* **INSTRUCTIONS TO FOLLOW**
For the records below, give the number of lines containing the word "filename" and no other text.
==== INPUT DATA ====
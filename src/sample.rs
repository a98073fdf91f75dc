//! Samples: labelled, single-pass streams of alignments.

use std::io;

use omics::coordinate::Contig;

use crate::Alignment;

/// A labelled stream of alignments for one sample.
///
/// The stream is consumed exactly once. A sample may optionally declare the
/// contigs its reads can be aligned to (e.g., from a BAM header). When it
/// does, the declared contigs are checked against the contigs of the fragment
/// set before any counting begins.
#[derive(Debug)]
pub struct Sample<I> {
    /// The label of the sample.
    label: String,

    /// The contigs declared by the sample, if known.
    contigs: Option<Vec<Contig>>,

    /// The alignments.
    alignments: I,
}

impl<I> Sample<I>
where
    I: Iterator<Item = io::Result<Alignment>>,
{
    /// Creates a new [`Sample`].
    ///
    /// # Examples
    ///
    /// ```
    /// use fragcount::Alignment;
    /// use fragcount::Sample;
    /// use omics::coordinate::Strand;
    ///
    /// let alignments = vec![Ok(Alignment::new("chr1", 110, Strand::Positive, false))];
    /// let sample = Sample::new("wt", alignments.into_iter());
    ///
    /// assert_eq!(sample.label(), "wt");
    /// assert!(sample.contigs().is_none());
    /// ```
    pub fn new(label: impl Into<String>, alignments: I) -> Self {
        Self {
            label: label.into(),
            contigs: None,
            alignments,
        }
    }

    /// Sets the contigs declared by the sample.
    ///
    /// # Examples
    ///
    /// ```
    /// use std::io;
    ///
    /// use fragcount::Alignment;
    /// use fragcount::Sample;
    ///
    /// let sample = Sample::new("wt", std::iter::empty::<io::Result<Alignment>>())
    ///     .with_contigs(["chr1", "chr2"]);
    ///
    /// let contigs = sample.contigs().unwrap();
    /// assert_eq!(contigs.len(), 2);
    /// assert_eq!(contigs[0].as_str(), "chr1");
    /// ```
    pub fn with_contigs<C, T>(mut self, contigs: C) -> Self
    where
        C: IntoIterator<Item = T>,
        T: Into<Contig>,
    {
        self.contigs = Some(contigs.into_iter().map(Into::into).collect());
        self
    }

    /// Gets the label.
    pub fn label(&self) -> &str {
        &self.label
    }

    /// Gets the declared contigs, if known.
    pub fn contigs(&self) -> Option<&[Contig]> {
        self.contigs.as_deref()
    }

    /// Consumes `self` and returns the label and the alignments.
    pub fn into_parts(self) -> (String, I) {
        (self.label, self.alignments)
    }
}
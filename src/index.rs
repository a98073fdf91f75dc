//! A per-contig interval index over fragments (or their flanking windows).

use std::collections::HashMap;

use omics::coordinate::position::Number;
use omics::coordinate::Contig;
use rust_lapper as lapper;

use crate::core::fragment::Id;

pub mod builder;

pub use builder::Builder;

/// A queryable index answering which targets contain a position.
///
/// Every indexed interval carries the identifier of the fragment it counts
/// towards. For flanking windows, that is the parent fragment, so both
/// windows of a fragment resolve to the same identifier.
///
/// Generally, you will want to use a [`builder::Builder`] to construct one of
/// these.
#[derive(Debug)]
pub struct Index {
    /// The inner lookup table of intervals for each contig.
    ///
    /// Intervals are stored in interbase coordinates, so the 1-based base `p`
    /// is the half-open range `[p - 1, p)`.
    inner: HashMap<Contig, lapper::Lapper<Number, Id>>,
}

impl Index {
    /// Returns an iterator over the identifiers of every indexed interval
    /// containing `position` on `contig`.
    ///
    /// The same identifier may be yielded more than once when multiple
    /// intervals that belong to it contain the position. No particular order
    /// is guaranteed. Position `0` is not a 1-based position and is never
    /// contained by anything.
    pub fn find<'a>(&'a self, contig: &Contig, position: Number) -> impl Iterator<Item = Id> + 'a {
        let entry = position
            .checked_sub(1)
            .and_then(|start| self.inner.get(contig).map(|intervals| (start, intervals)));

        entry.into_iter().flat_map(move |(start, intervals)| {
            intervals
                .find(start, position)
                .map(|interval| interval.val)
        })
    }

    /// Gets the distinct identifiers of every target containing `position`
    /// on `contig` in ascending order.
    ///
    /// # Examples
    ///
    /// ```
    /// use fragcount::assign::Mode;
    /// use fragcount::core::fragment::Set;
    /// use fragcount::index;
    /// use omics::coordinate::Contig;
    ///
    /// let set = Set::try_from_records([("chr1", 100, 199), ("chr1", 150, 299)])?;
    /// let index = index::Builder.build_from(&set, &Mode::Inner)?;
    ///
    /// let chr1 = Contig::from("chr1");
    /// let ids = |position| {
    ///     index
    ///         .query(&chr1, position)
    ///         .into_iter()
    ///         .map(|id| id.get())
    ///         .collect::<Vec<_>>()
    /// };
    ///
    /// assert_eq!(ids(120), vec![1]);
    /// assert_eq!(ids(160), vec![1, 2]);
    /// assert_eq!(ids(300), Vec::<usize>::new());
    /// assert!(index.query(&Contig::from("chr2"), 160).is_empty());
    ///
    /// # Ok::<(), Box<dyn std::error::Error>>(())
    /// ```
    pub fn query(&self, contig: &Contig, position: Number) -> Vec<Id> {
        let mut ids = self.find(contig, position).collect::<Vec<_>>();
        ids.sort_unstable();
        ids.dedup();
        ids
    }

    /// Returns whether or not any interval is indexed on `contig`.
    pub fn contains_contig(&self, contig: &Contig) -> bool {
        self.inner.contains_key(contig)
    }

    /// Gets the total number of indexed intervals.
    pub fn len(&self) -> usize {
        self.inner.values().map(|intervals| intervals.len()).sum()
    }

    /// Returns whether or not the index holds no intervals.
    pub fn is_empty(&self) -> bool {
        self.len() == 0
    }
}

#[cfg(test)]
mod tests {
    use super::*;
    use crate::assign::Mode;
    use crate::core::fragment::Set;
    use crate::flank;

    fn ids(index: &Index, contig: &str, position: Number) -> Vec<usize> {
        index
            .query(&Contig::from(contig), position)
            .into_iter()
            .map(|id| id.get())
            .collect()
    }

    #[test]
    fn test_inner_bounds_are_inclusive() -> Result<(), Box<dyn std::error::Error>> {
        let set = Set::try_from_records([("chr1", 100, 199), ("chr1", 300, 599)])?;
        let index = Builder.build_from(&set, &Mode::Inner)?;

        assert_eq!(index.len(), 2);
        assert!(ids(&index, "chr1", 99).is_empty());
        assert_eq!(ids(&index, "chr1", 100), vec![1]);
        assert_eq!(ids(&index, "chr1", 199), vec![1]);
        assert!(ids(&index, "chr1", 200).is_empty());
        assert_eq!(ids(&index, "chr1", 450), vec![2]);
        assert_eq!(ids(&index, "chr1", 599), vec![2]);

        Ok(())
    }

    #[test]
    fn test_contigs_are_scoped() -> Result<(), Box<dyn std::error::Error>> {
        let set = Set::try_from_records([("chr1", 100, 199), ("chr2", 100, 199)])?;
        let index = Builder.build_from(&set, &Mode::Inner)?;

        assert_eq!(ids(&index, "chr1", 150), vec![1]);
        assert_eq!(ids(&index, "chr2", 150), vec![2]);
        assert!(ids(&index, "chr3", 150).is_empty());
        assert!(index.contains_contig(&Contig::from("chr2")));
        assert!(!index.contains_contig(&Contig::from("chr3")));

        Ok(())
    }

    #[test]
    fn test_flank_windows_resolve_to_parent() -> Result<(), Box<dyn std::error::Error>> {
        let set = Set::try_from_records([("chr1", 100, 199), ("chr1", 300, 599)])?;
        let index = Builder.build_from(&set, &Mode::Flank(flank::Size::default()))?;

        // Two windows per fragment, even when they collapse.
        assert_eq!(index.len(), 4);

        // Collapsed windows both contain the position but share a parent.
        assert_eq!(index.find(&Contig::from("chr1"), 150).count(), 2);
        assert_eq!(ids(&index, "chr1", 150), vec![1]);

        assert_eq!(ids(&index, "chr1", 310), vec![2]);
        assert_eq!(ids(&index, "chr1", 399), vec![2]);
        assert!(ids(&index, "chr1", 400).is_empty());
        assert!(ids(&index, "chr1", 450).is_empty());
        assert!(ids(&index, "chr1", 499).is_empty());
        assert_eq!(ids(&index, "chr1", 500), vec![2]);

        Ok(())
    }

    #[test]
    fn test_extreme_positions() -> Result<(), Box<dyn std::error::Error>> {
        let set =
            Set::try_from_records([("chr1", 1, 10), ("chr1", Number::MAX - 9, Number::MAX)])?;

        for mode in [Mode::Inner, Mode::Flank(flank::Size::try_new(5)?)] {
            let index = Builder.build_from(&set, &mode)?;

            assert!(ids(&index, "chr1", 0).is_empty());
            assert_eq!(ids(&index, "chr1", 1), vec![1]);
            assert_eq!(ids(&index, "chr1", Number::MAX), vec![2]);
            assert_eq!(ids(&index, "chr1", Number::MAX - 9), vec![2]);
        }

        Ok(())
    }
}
====
* **OUTPUT BELOW**
2